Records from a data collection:

BEGIN

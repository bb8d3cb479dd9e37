use tracing::debug;

use crate::core::{Card, Pocket};

use super::context::{ActionKind, PlayerInfo};
use super::hand_selection::HandSelectionScheme;
use super::pocket_matrix::PocketMatrix;

/// Lowest weight a still possible hand is scaled down to.
const MIN_WEIGHT: f32 = 0.05;

/// How likely an opponent is to hold each pocket.
///
/// Every pocket starts out equally likely. Pockets that can't be held are
/// zeroed and stay zero.
#[derive(Debug, Clone, PartialEq)]
pub struct HandProbabilityMatrix {
    weights: PocketMatrix<f32>,
}

impl Default for HandProbabilityMatrix {
    fn default() -> Self {
        Self::new()
    }
}

impl HandProbabilityMatrix {
    pub fn new() -> Self {
        Self {
            weights: PocketMatrix::new(1.0),
        }
    }

    /// Set every pocket to `value`.
    pub fn init(&mut self, value: f32) {
        self.weights.clear(value);
    }

    pub fn probability(&self, a: Card, b: Card) -> f32 {
        self.weights.get_cards(a, b)
    }

    pub fn probability_pocket(&self, pocket: &Pocket) -> f32 {
        self.weights.get_pocket(pocket)
    }

    pub fn set_probability(&mut self, pocket: &Pocket, value: f32) {
        self.weights.set_pocket(pocket, value);
    }

    pub fn weights(&self) -> &PocketMatrix<f32> {
        &self.weights
    }

    /// Update the weights after seeing `player` act before the flop.
    ///
    /// Pockets sharing a card with `hole_cards` are impossible and drop to
    /// zero. When the action put chips in the pot and the scheme has groups,
    /// every other pocket is scaled by how strong the scheme thinks it is.
    pub fn adjust_weights_pre_flop(
        &mut self,
        scheme: Option<&HandSelectionScheme>,
        player: &PlayerInfo,
        action: Option<ActionKind>,
        hole_cards: &Pocket,
    ) {
        let known = hole_cards.to_set();
        let scheme = scheme.filter(|s| s.has_groups());
        let voluntary = action.is_some_and(|a| a.is_voluntary());
        let mut zeroed = 0usize;

        for (pocket, weight) in Pocket::all().zip(self.weights.values_mut()) {
            if *weight == 0.0 {
                continue;
            }
            if !pocket.is_disjoint(&known) {
                *weight = 0.0;
                zeroed += 1;
                continue;
            }
            if let (true, Some(scheme)) = (voluntary, scheme) {
                let strength = scheme.hand_strength_pocket(&pocket);
                *weight *= strength.max(MIN_WEIGHT);
            }
        }
        debug!(
            player = %player.name,
            seat = player.seat,
            ?action,
            zeroed,
            "adjusted pre-flop hand weights"
        );
    }
}

#[cfg(test)]
mod tests {
    use super::*;
    use crate::ai::HandGroup;

    fn card(s: &str) -> Card {
        Card::try_from(s).unwrap()
    }

    fn pocket(s: &str) -> Pocket {
        Pocket::from_str_cards(s).unwrap()
    }

    fn player() -> PlayerInfo {
        PlayerInfo::new(1, "TestPlayer", 1000)
    }

    #[test]
    fn test_init_and_symmetry() {
        let mut m = HandProbabilityMatrix::new();
        assert_eq!(1.0, m.probability(card("As"), card("Kh")));
        m.init(0.8);
        assert_eq!(0.8, m.probability(card("As"), card("Kh")));
        assert_eq!(0.8, m.probability(card("Kh"), card("As")));
        m.init(-0.5);
        assert_eq!(-0.5, m.probability(card("2c"), card("3d")));
    }

    #[test]
    fn test_zeroes_conflicting_pockets() {
        let mut m = HandProbabilityMatrix::new();
        m.adjust_weights_pre_flop(None, &player(), None, &pocket("AsAh"));
        assert_eq!(0.0, m.probability(card("As"), card("Kc")));
        assert_eq!(0.0, m.probability(card("Ah"), card("Qd")));
        assert_eq!(0.0, m.probability(card("As"), card("Ah")));
        assert_eq!(1.0, m.probability(card("Ac"), card("Ad")));
        assert_eq!(1.0, m.probability(card("Kc"), card("Qd")));
        // Each card pairs with 51 others, and AsAh is counted twice.
        let zeros = m.weights().iter().filter(|(_, w)| **w == 0.0).count();
        assert_eq!(101, zeros);
    }

    #[test]
    fn test_zeroed_stay_zero() {
        let mut m = HandProbabilityMatrix::new();
        m.adjust_weights_pre_flop(None, &player(), None, &pocket("QcQd"));
        m.adjust_weights_pre_flop(None, &player(), None, &pocket("AsKh"));
        assert_eq!(0.0, m.probability(card("Qc"), card("Js")));
        assert_eq!(0.0, m.probability(card("Qd"), card("Jh")));
        assert_eq!(0.0, m.probability(card("As"), card("2d")));
    }

    #[test]
    fn test_voluntary_action_uses_scheme() {
        let mut scheme = HandSelectionScheme::new("Premium");
        scheme.add_group(HandGroup::from_notation(10, ["AA", "KK"]).unwrap());
        scheme.add_group(HandGroup::from_notation(5, ["AKs"]).unwrap());

        let mut m = HandProbabilityMatrix::new();
        m.adjust_weights_pre_flop(
            Some(&scheme),
            &player(),
            Some(ActionKind::Raise),
            &pocket("2c3d"),
        );
        assert_eq!(1.0, m.probability(card("Ac"), card("Ad")));
        assert_eq!(0.5, m.probability(card("Ah"), card("Kh")));
        assert_eq!(MIN_WEIGHT, m.probability(card("7h"), card("8s")));
        assert_eq!(0.0, m.probability(card("2c"), card("Qs")));

        // Folding tells nothing about the range.
        let mut m = HandProbabilityMatrix::new();
        m.adjust_weights_pre_flop(
            Some(&scheme),
            &player(),
            Some(ActionKind::Fold),
            &pocket("2c3d"),
        );
        assert_eq!(1.0, m.probability(card("7h"), card("8s")));
    }
}
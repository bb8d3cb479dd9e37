use tracing::{instrument, trace};

use crate::ai::board_cache::PocketCaches;
use crate::ai::context::{ActionKind, BettingRound, DecisionContext, OpponentView};
use crate::ai::errors::Result;
use crate::ai::hand_probability::HandProbabilityMatrix;
use crate::ai::hand_selection::HandSelectionScheme;
use crate::ai::rule_engine::HandStrengths;
use crate::ai::simple_bias::SimpleBias;
use crate::core::Pocket;

/// Bias table for an opponent who chose to play this hand, picked by how
/// often they pay to see a flop. Opponents who didn't pay get no bias.
fn bias_table(view: &OpponentView<'_>) -> Option<usize> {
    view.paid_to_play
        .then(|| (view.model.hands_paid_percent(0.3) * 100.0) as usize / 10)
}

/// What an opponent is known to have done before the flop.
fn pre_flop_action(view: &OpponentView<'_>) -> Option<ActionKind> {
    if view.first_raiser_pre_flop || view.last_raiser_pre_flop {
        Some(ActionKind::Raise)
    } else if view.paid_to_play {
        Some(ActionKind::Call)
    } else {
        None
    }
}

/// Work out every strength the rules read for the hand in `ctx`.
///
/// Before the flop that's only the starting hand strength, from `scheme`
/// when it has groups and from the bias tables otherwise. After the flop
/// each live opponent's holdings are weighted by how they play, by the
/// scheme when they put chips in before the flop, and by how good the
/// holding is on this board. The weighted results are averaged over the
/// opponents.
#[instrument(level = "trace", skip_all, fields(round = %ctx.round, pocket = %ctx.pocket))]
pub fn hand_strengths(
    caches: &mut PocketCaches,
    ctx: &DecisionContext<'_>,
    scheme: Option<&HandSelectionScheme>,
) -> Result<HandStrengths> {
    if ctx.round == BettingRound::PreFlop {
        let pre_flop = match scheme.filter(|s| s.has_groups()) {
            Some(scheme) => scheme.hand_strength_pocket(&ctx.pocket),
            None => SimpleBias::pocket_strength(&ctx.pocket),
        };
        return Ok(HandStrengths {
            pre_flop,
            ..Default::default()
        });
    }

    let community = ctx.community;
    let pocket = ctx.pocket;
    let scores = caches.scores(community)?;
    let ranks = caches.ranks(community)?;
    let odds = match ctx.round {
        BettingRound::River => None,
        _ => Some(caches.odds(community, pocket)?),
    };

    let single = ranks.raw_hand_strength(&pocket);
    let exponent = ctx.players_with_cards.saturating_sub(1).max(1) as i32;
    let ours = scores.score(&pocket);
    let known = community | pocket.to_set();
    let holdings: Vec<Pocket> = Pocket::all().filter(|p| p.is_disjoint(&known)).collect();

    let (mut biased_sum, mut draw_sum, mut counted) = (0.0f32, 0.0f32, 0usize);
    for view in ctx.live_opponents() {
        let table = bias_table(view);
        let mut range = HandProbabilityMatrix::new();
        range.adjust_weights_pre_flop(scheme, &view.player, pre_flop_action(view), &pocket);
        let (mut total, mut ahead, mut effective) = (0.0f32, 0.0f32, 0.0f32);
        for holding in &holdings {
            let bias = table.map_or(1.0, |t| SimpleBias::bias_value_pocket(t, holding));
            let weight =
                bias * range.probability_pocket(holding) * ranks.raw_hand_strength(holding);
            if weight <= 0.0 {
                continue;
            }
            total += weight;
            // Ties go our way.
            if scores.score(holding) <= ours {
                ahead += weight;
            }
            if let Some(odds) = &odds {
                effective += weight * odds.effective_hand_strength_vs(holding)?;
            }
        }
        if total > 0.0 {
            biased_sum += ahead / total;
            draw_sum += effective / total;
            counted += 1;
        }
        trace!(
            opponent = %view.player.name,
            ?table,
            ahead = ahead / total.max(f32::MIN_POSITIVE),
            "weighted opponent holdings"
        );
    }

    let biased = if counted == 0 {
        single
    } else {
        biased_sum / counted as f32
    };
    let (positive_potential, negative_potential, draw) = match &odds {
        Some(odds) => {
            let draw = if counted == 0 {
                odds.effective_hand_strength()
            } else {
                draw_sum / counted as f32
            };
            (odds.positive_potential(), odds.negative_potential(), draw)
        }
        None => (0.0, 0.0, biased),
    };

    Ok(HandStrengths {
        pre_flop: 0.0,
        raw: single.powi(exponent),
        biased,
        positive_potential,
        negative_potential,
        draw,
        apparent: biased,
    })
}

END

### Work item
The lines to reproduce run from the one that contains "total += weight;" through the last line above; copy them exactly.

### Solution for this problem
            total += weight;
            // Ties go our way.
            if scores.score(holding) <= ours {
                ahead += weight;
            }
            if let Some(odds) = &odds {
                effective += weight * odds.effective_hand_strength_vs(holding)?;
            }
        }
        if total > 0.0 {
            biased_sum += ahead / total;
            draw_sum += effective / total;
            counted += 1;
        }
        trace!(
            opponent = %view.player.name,
            ?table,
            ahead = ahead / total.max(f32::MIN_POSITIVE),
            "weighted opponent holdings"
        );
    }

    let biased = if counted == 0 {
        single
    } else {
        biased_sum / counted as f32
    };
    let (positive_potential, negative_potential, draw) = match &odds {
        Some(odds) => {
            let draw = if counted == 0 {
                odds.effective_hand_strength()
            } else {
                draw_sum / counted as f32
            };
            (odds.positive_potential(), odds.negative_potential(), draw)
        }
        None => (0.0, 0.0, biased),
    };

    Ok(HandStrengths {
        pre_flop: 0.0,
        raw: single.powi(exponent),
        biased,
        positive_potential,
        negative_potential,
        draw,
        apparent: biased,
    })
}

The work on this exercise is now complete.